[[ Excerpted data, beginning ]]

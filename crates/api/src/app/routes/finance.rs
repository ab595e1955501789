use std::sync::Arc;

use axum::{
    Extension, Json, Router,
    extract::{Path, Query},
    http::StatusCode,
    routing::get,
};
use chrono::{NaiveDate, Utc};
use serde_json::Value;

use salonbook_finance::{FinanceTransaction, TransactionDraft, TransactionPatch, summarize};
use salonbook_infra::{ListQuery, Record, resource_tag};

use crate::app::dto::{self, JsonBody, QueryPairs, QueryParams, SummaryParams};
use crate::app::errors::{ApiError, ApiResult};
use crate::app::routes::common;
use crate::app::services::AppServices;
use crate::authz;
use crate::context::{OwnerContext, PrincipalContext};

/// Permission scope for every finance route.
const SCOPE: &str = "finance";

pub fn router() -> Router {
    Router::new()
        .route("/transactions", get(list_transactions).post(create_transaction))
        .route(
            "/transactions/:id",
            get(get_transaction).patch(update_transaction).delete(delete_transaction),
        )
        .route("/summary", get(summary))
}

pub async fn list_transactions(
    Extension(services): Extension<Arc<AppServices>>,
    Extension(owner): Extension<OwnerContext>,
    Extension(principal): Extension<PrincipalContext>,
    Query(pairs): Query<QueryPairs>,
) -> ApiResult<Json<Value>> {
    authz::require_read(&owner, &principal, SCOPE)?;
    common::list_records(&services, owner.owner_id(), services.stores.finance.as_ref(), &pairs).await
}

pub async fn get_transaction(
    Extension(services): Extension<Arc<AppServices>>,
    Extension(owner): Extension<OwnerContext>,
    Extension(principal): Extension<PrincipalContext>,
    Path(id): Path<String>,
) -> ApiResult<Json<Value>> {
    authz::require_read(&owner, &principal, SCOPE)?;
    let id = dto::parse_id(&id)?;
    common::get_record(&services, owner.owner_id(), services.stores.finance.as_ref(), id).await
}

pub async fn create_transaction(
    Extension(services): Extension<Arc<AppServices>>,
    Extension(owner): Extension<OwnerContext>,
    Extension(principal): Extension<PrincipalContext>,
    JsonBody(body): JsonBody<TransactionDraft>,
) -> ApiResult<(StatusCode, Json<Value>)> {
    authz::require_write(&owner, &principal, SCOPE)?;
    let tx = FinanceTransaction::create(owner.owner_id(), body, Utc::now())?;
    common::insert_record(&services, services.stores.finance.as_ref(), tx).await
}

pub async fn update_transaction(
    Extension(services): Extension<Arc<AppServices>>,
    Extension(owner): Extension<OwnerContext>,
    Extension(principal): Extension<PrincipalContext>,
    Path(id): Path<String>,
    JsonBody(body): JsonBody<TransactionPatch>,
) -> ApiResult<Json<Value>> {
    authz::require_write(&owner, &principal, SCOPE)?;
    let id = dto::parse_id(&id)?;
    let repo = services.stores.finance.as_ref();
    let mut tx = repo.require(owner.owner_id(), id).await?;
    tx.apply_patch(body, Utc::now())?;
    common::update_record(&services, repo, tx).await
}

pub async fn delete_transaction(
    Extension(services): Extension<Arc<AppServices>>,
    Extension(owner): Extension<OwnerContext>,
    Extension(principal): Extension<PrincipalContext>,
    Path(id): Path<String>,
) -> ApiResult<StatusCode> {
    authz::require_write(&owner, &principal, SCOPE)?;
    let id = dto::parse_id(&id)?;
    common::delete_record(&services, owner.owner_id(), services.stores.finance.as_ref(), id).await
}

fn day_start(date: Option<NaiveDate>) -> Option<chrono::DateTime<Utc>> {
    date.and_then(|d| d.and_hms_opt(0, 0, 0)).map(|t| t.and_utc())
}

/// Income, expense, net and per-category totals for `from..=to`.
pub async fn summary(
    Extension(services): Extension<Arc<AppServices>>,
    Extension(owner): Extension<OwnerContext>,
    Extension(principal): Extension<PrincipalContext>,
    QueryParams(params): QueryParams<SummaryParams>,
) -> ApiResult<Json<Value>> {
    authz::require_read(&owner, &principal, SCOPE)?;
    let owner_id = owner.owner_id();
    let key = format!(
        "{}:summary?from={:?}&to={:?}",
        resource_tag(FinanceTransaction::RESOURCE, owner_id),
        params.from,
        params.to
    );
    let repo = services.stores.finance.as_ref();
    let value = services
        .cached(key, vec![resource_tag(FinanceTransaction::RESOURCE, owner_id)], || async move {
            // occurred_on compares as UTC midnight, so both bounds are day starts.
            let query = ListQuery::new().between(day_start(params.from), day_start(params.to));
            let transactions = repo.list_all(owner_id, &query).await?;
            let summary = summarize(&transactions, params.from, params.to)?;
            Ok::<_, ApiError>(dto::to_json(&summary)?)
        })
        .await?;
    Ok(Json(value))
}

[[ Excerpted data, end ]]
[[ Excerpted data, beginning ]]

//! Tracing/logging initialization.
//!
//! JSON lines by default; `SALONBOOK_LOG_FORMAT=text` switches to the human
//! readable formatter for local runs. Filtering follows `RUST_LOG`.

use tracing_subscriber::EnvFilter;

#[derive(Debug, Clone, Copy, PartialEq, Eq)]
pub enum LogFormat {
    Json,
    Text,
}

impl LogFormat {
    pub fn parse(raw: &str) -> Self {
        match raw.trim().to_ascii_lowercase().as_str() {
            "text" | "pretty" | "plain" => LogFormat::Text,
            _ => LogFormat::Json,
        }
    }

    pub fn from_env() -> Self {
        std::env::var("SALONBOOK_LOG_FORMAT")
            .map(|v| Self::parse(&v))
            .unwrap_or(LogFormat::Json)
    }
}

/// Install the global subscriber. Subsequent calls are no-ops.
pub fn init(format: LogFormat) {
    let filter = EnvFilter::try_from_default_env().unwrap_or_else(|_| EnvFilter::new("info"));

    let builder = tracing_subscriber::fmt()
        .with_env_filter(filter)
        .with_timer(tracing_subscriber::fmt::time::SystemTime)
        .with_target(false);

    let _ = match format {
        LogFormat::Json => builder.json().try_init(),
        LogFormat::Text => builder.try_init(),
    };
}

[[ Excerpted data, end ]]

Determine how many lines in the data include "TransactionPatch", and let the answer be that number alone.

* _Task output_
2